Each line from the one containing "draft.date_time = Some(next_sunday());" to the end of the records below should be restated word for word; please leave out all other lines.

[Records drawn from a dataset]
*** Begin section ***
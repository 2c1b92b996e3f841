use std::sync::Arc;

use qrpaint_engine::matrix::{MatrixCache, MatrixGenerator, QrCodeGenerator};

use crate::capabilities::{Capabilities, StaticCapabilities};
use crate::config::{RenderConfig, RenderMode};
use crate::error::RenderError;
use crate::render::{Backend, BackendKind, RasterRenderer, Rendered, TableRenderer, VectorRenderer};

/// Top-level entry point: config → cached matrix → backend.
///
/// The matrix cache is shared through an `Arc`, so several renderers (or
/// clones of one) reuse each other's matrices. Rendering itself is never
/// memoized: every call returns a fresh node.
///
/// ```rust
/// use qrpaint::{RenderConfig, RenderMode, Renderer};
///
/// let renderer = Renderer::new();
/// let node = renderer.render(RenderConfig::new("HELLO").with_mode(RenderMode::Table)).unwrap();
/// assert_eq!(node.mode(), RenderMode::Table);
/// ```
pub struct Renderer<G = QrCodeGenerator, C = StaticCapabilities> {
    cache:        Arc<MatrixCache<G>>,
    capabilities: C,
}

impl Renderer {
    /// `qrcode`-backed cache and a host that can show everything.
    pub fn new() -> Self {
        Self::with_parts(Arc::new(MatrixCache::default()), StaticCapabilities::default())
    }
}

impl Default for Renderer {
    fn default() -> Self {
        Self::new()
    }
}

impl<G: MatrixGenerator, C: Capabilities> Renderer<G, C> {
    pub fn with_parts(cache: Arc<MatrixCache<G>>, capabilities: C) -> Self {
        Self { cache, capabilities }
    }

    /// Swaps the capability source, keeping the cache.
    pub fn capabilities<C2: Capabilities>(self, capabilities: C2) -> Renderer<G, C2> {
        Renderer { cache: self.cache, capabilities }
    }

    #[inline]
    pub fn cache(&self) -> &Arc<MatrixCache<G>> {
        &self.cache
    }

    /// Renders a bare payload or a full [`RenderConfig`].
    ///
    /// Encoding failures surface as [`RenderError::Encoding`]; nothing is
    /// returned unless the node is complete.
    pub fn render(&self, input: impl Into<RenderConfig>) -> Result<Rendered, RenderError> {
        let config = input.into();
        if !config.canvas().is_valid() {
            return Err(RenderError::InvalidSize { width: config.width(), height: config.height() });
        }

        let matrix = self.cache.get_or_build(config.text(), config.correction_level())?;
        let backend = self.resolve_mode(config.mode());
        log::debug!(
            "rendering {n}x{n} matrix as {backend} at {w}x{h}",
            n = matrix.module_count(),
            w = config.width(),
            h = config.height(),
        );

        Ok(match backend {
            BackendKind::Raster => Rendered::Raster(RasterRenderer.render(&matrix, &config)?),
            BackendKind::Vector => Rendered::Vector(VectorRenderer.render(&matrix, &config)?),
            BackendKind::Table => Rendered::Table(TableRenderer.build(&matrix, &config)),
        })
    }

    /// Maps a requested mode to a concrete backend. `Auto` tries raster, then
    /// vector, then table.
    pub fn resolve_mode(&self, mode: RenderMode) -> BackendKind {
        match mode {
            RenderMode::Raster => BackendKind::Raster,
            RenderMode::Table => BackendKind::Table,
            RenderMode::Vector => BackendKind::Vector,
            RenderMode::Auto if self.capabilities.supports_raster() => BackendKind::Raster,
            RenderMode::Auto if self.capabilities.supports_vector() => BackendKind::Vector,
            RenderMode::Auto => BackendKind::Table,
        }
    }
}

impl<G, C: Clone> Clone for Renderer<G, C> {
    fn clone(&self) -> Self {
        Self { cache: Arc::clone(&self.cache), capabilities: self.capabilities.clone() }
    }
}
//! Shared fixtures for orchestrator tests

use std::cell::RefCell;
use std::rc::Rc;

use chrono::{DateTime, Datelike, Duration, Utc};
use uuid::Uuid;

use super::{Actor, EventSession};
use crate::error::{Error, Result};
use crate::models::EventType;
use crate::ports::{
    AnalyticsSignal, AnalyticsSink, Collaborators, CompanionSink, FeedCard, FeedSink,
};
use crate::storage::Database;

pub fn host() -> Actor {
    Actor::new(Uuid::new_v4(), "Ana")
}

pub fn guest(name: &str) -> Actor {
    Actor::new(Uuid::new_v4(), name)
}

pub fn session(db: &Database, actor: Actor) -> EventSession<'_, Database> {
    EventSession::new(db, actor)
}

pub fn next_sunday() -> DateTime<Utc> {
    let now = Utc::now();
    let days = 7 - now.weekday().num_days_from_sunday() as i64;
    now + Duration::days(days)
}

/// Draft, name and commit an event, returning its id
pub fn commit(session: &mut EventSession<'_, Database>, event_type: EventType, title: &str) -> Uuid {
    let draft = session.create_draft(event_type);
    draft.title = title.to_string();
    draft.date_time = Some(next_sunday());
    session.commit_draft().unwrap()
}

/// Make every `op` (INSERT, UPDATE, DELETE) on `table` abort
pub fn fail_writes(db: &Database, table: &str, op: &str) {
    db.execute_batch(&format!(
        "CREATE TRIGGER fail_{table}_{op} BEFORE {op} ON {table}
         BEGIN SELECT RAISE(ABORT, 'backend unavailable'); END;"
    ))
    .unwrap();
}

/// Collaborators that remember everything they were given
#[derive(Default, Clone)]
pub struct Recorder {
    pub cards: Rc<RefCell<Vec<FeedCard>>>,
    pub messages: Rc<RefCell<Vec<String>>>,
    pub signals: Rc<RefCell<Vec<AnalyticsSignal>>>,
}

impl Recorder {
    pub fn collaborators(&self) -> Collaborators {
        Collaborators {
            feed: Box::new(self.clone()),
            companion: Box::new(self.clone()),
            analytics: Box::new(self.clone()),
        }
    }
}

impl FeedSink for Recorder {
    fn prepend(&self, card: FeedCard) -> Result<()> {
        self.cards.borrow_mut().insert(0, card);
        Ok(())
    }
}

impl CompanionSink for Recorder {
    fn show_message(&self, message: &str) -> Result<()> {
        self.messages.borrow_mut().push(message.to_string());
        Ok(())
    }
}

impl AnalyticsSink for Recorder {
    fn track(&self, signal: &AnalyticsSignal) -> Result<()> {
        self.signals.borrow_mut().push(signal.clone());
        Ok(())
    }
}

struct Broken;

impl FeedSink for Broken {
    fn prepend(&self, _card: FeedCard) -> Result<()> {
        Err(Error::Collaborator("feed offline".into()))
    }
}

impl CompanionSink for Broken {
    fn show_message(&self, _message: &str) -> Result<()> {
        Err(Error::Collaborator("companion offline".into()))
    }
}

impl AnalyticsSink for Broken {
    fn track(&self, _signal: &AnalyticsSignal) -> Result<()> {
        Err(Error::Collaborator("analytics offline".into()))
    }
}

pub fn broken_collaborators() -> Collaborators {
    Collaborators {
        feed: Box::new(Broken),
        companion: Box::new(Broken),
        analytics: Box::new(Broken),
    }
}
*** End section ***
__The completed task__
    draft.date_time = Some(next_sunday());
    session.commit_draft().unwrap()
}

/// Make every `op` (INSERT, UPDATE, DELETE) on `table` abort
pub fn fail_writes(db: &Database, table: &str, op: &str) {
    db.execute_batch(&format!(
        "CREATE TRIGGER fail_{table}_{op} BEFORE {op} ON {table}
         BEGIN SELECT RAISE(ABORT, 'backend unavailable'); END;"
    ))
    .unwrap();
}

/// Collaborators that remember everything they were given
#[derive(Default, Clone)]
pub struct Recorder {
    pub cards: Rc<RefCell<Vec<FeedCard>>>,
    pub messages: Rc<RefCell<Vec<String>>>,
    pub signals: Rc<RefCell<Vec<AnalyticsSignal>>>,
}

impl Recorder {
    pub fn collaborators(&self) -> Collaborators {
        Collaborators {
            feed: Box::new(self.clone()),
            companion: Box::new(self.clone()),
            analytics: Box::new(self.clone()),
        }
    }
}

impl FeedSink for Recorder {
    fn prepend(&self, card: FeedCard) -> Result<()> {
        self.cards.borrow_mut().insert(0, card);
        Ok(())
    }
}

impl CompanionSink for Recorder {
    fn show_message(&self, message: &str) -> Result<()> {
        self.messages.borrow_mut().push(message.to_string());
        Ok(())
    }
}

impl AnalyticsSink for Recorder {
    fn track(&self, signal: &AnalyticsSignal) -> Result<()> {
        self.signals.borrow_mut().push(signal.clone());
        Ok(())
    }
}

struct Broken;

impl FeedSink for Broken {
    fn prepend(&self, _card: FeedCard) -> Result<()> {
        Err(Error::Collaborator("feed offline".into()))
    }
}

impl CompanionSink for Broken {
    fn show_message(&self, _message: &str) -> Result<()> {
        Err(Error::Collaborator("companion offline".into()))
    }
}

impl AnalyticsSink for Broken {
    fn track(&self, _signal: &AnalyticsSignal) -> Result<()> {
        Err(Error::Collaborator("analytics offline".into()))
    }
}

pub fn broken_collaborators() -> Collaborators {
    Collaborators {
        feed: Box::new(Broken),
        companion: Box::new(Broken),
        analytics: Box::new(Broken),
    }
}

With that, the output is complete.